Objective Circular RNA‐mitochondrial tRNA translation optimization 1 (circ‐MTO1) not only involves in bioprocess of various cancers, but also regulates osteosarcoma progression by regulating microRNA‐630 (miR‐630). However, the clinical role of circ‐MTO1 and miR‐630 in osteosarcoma is still obscure. This study aimed to assess the correlation of circ‐MTO1 and miR‐630 with disease features and prognosis and to explore their association with each other in osteosarcoma patients. Methods Forty‐four osteosarcoma patients who received neoadjuvant chemotherapy to surgical resection were analyzed in this retrospective study.
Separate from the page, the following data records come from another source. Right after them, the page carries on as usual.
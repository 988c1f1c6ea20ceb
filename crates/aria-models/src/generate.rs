//! Generation request payloads.

use serde::{Deserialize, Serialize};

/// Description-mode generation: the upstream service writes the lyrics
/// from a short prompt.
#[derive(Debug, Clone, Serialize, Deserialize)]
pub struct GenerateRequest {
    /// Song description
    pub prompt: String,
    /// Produce an instrumental-only track
    #[serde(default)]
    pub make_instrumental: bool,
    /// Ask the proxy to poll upstream before responding (it may still
    /// return in-progress clips if its own wait budget runs out)
    #[serde(default)]
    pub wait_audio: bool,
    /// Upstream model identifier; the proxy picks its default when unset
    #[serde(skip_serializing_if = "Option::is_none")]
    pub model: Option<String>,
}

/// Custom-mode generation with caller-authored lyrics, style tags and title.
#[derive(Debug, Clone, Serialize, Deserialize)]
pub struct CustomGenerateRequest {
    /// Full lyrics, including any section/style annotations
    pub prompt: String,
    /// Music style tags
    pub tags: String,
    /// Song title
    pub title: String,
    #[serde(default)]
    pub make_instrumental: bool,
    #[serde(default)]
    pub wait_audio: bool,
    #[serde(skip_serializing_if = "Option::is_none")]
    pub model: Option<String>,
}

impl GenerateRequest {
    pub fn new(prompt: impl Into<String>) -> Self {
        Self {
            prompt: prompt.into(),
            make_instrumental: false,
            wait_audio: false,
            model: None,
        }
    }
}

impl CustomGenerateRequest {
    pub fn new(
        prompt: impl Into<String>,
        tags: impl Into<String>,
        title: impl Into<String>,
    ) -> Self {
        Self {
            prompt: prompt.into(),
            tags: tags.into(),
            title: title.into(),
            make_instrumental: false,
            wait_audio: false,
            model: None,
        }
    }
}
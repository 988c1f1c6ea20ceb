//! Poll-until-complete loop for clip batches.
//!
//! After a submission returns in-progress clips, the poller repeatedly
//! fetches the whole batch until every clip reaches a terminal state or a
//! wall-clock budget runs out. The batch is only ever read; clip state
//! lives upstream.

use std::future::Future;
use std::time::Duration;

use tokio::time::Instant;
use tracing::{info, warn};

use aria_models::{Clip, ClipStatus};

use crate::error::AriaResult;

/// Anything that can produce the current records for a set of clip ids.
///
/// Implemented by [`AriaClient`](crate::AriaClient); tests substitute
/// scripted sources.
pub trait ClipSource {
    fn fetch_clips(
        &self,
        ids: &[String],
    ) -> impl Future<Output = AriaResult<Vec<Clip>>> + Send;
}

impl<S: ClipSource + Sync> ClipSource for &S {
    fn fetch_clips(
        &self,
        ids: &[String],
    ) -> impl Future<Output = AriaResult<Vec<Clip>>> + Send {
        (**self).fetch_clips(ids)
    }
}

/// Polling budget.
#[derive(Debug, Clone)]
pub struct PollConfig {
    /// Maximum total wait before giving up and returning the last snapshot
    pub max_wait: Duration,
    /// Fixed delay between consecutive status fetches
    pub poll_interval: Duration,
}

impl Default for PollConfig {
    fn default() -> Self {
        Self {
            max_wait: Duration::from_secs(300),
            poll_interval: Duration::from_secs(5),
        }
    }
}

/// How the poll loop ended.
#[derive(Debug, Clone, Copy, PartialEq, Eq)]
pub enum PollOutcome {
    /// Every clip reached `complete`
    AllComplete,
    /// Every clip reached `error`
    AllFailed,
    /// The wait budget elapsed with clips still in progress
    TimedOut,
}

/// Final snapshot of a polled batch.
///
/// The clips are the full last-fetched records, passed through untouched.
/// Per-clip `error` statuses are reported here rather than escalated to a
/// client-level failure.
#[derive(Debug, Clone)]
pub struct PollReport {
    pub clips: Vec<Clip>,
    pub outcome: PollOutcome,
}

/// Repeatedly queries clip status until the batch is terminal or the
/// budget elapses.
pub struct StatusPoller<S> {
    source: S,
    config: PollConfig,
}

impl<S: ClipSource> StatusPoller<S> {
    /// Create a poller with the default budget (300s total, 5s interval).
    pub fn new(source: S) -> Self {
        Self::with_config(source, PollConfig::default())
    }

    pub fn with_config(source: S, config: PollConfig) -> Self {
        Self { source, config }
    }

    /// Poll until every clip is `complete`, every clip is `error`, or
    /// `max_wait` elapses.
    ///
    /// The elapsed budget is checked before each fetch, so with a 10s
    /// budget and a 5s interval exactly two fetches happen. A transport
    /// error or non-2xx response on one attempt is logged and retried on
    /// the next tick without updating the snapshot; a body that fails to
    /// decode is returned as an error. On timeout the last fetched
    /// snapshot is returned as-is, whatever its statuses.
    ///
    /// A batch holding a mix of `complete` and `error` clips satisfies
    /// neither terminal condition and keeps polling until timeout.
    pub async fn poll_until_complete(&self, ids: &[String]) -> AriaResult<PollReport> {
        let started = Instant::now();
        let mut snapshot: Vec<Clip> = Vec::new();

        while started.elapsed() < self.config.max_wait {
            match self.source.fetch_clips(ids).await {
                Ok(clips) => {
                    snapshot = clips;

                    if snapshot
                        .iter()
                        .all(|clip| clip.status == ClipStatus::Complete)
                    {
                        info!(
                            clips = snapshot.len(),
                            elapsed = ?started.elapsed(),
                            "all clips complete"
                        );
                        return Ok(PollReport {
                            clips: snapshot,
                            outcome: PollOutcome::AllComplete,
                        });
                    }

                    if snapshot.iter().all(|clip| clip.status == ClipStatus::Error) {
                        info!(
                            clips = snapshot.len(),
                            elapsed = ?started.elapsed(),
                            "all clips failed"
                        );
                        return Ok(PollReport {
                            clips: snapshot,
                            outcome: PollOutcome::AllFailed,
                        });
                    }
                }
                Err(e) if e.is_retryable() => {
                    warn!(
                        "status fetch failed, retrying in {:?}: {}",
                        self.config.poll_interval, e
                    );
                }
                Err(e) => return Err(e),
            }

            tokio::time::sleep(self.config.poll_interval).await;
        }

        info!(
            max_wait = ?self.config.max_wait,
            "poll budget elapsed, returning last snapshot"
        );
        Ok(PollReport {
            clips: snapshot,
            outcome: PollOutcome::TimedOut,
        })
    }
}
//! Shared wire models for the Aria music-generation client.
//!
//! This crate provides Serde-serializable types for:
//! - Clips and their generation statuses
//! - Generation request payloads
//! - Account quota information

pub mod clip;
pub mod generate;
pub mod quota;

// Re-export common types
pub use clip::{Clip, ClipStatus};
pub use generate::{CustomGenerateRequest, GenerateRequest};
pub use quota::QuotaInfo;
Then, circ‐MTO1 and miR‐630 expressions were evaluated in tumor and adjacent non‐tumor specimens by reverse transcription quantitative polymerase chain reaction. Results Circ‐MTO1 was lower in tumor than in non‐tumor tissues ( p <0.001); meanwhile, its elevated tumor expression was correlated with less advanced Enneking stage ( p =0.049), good neoadjuvant chemotherapy response ( p =0.029), and longer disease‐free survival (DFS) ( p =0.047). However, no association was found between circ‐MTO1 and overall survival (OS) ( p =0.122). Additionally, miR‐630 in tumor was higher than in non‐tumor tissues ( p <0.001), while its raised tumor expression was associated with pathological fracture occurrence ( p =0.003), advanced Enneking stage ( p =0.036), poor neoadjuvant chemotherapy response ( p =0.035), and shorter DFS ( p =0.011). However, no association was found between miR‐630 and OS ( p =0.066). In addition, tumor circ‐MTO1 was negatively associated with miR‐630 ( r =−0.323, p =0.032). Conclusion Circ‐MTO1 and miR‐630 expressions are inter‐correlated and dysregulated in osteosarcoma patients. Besides, they associate with Enneking stage and/or pathological fracture, as well as neoadjuvant treatment response and accumulating DFS in these patients.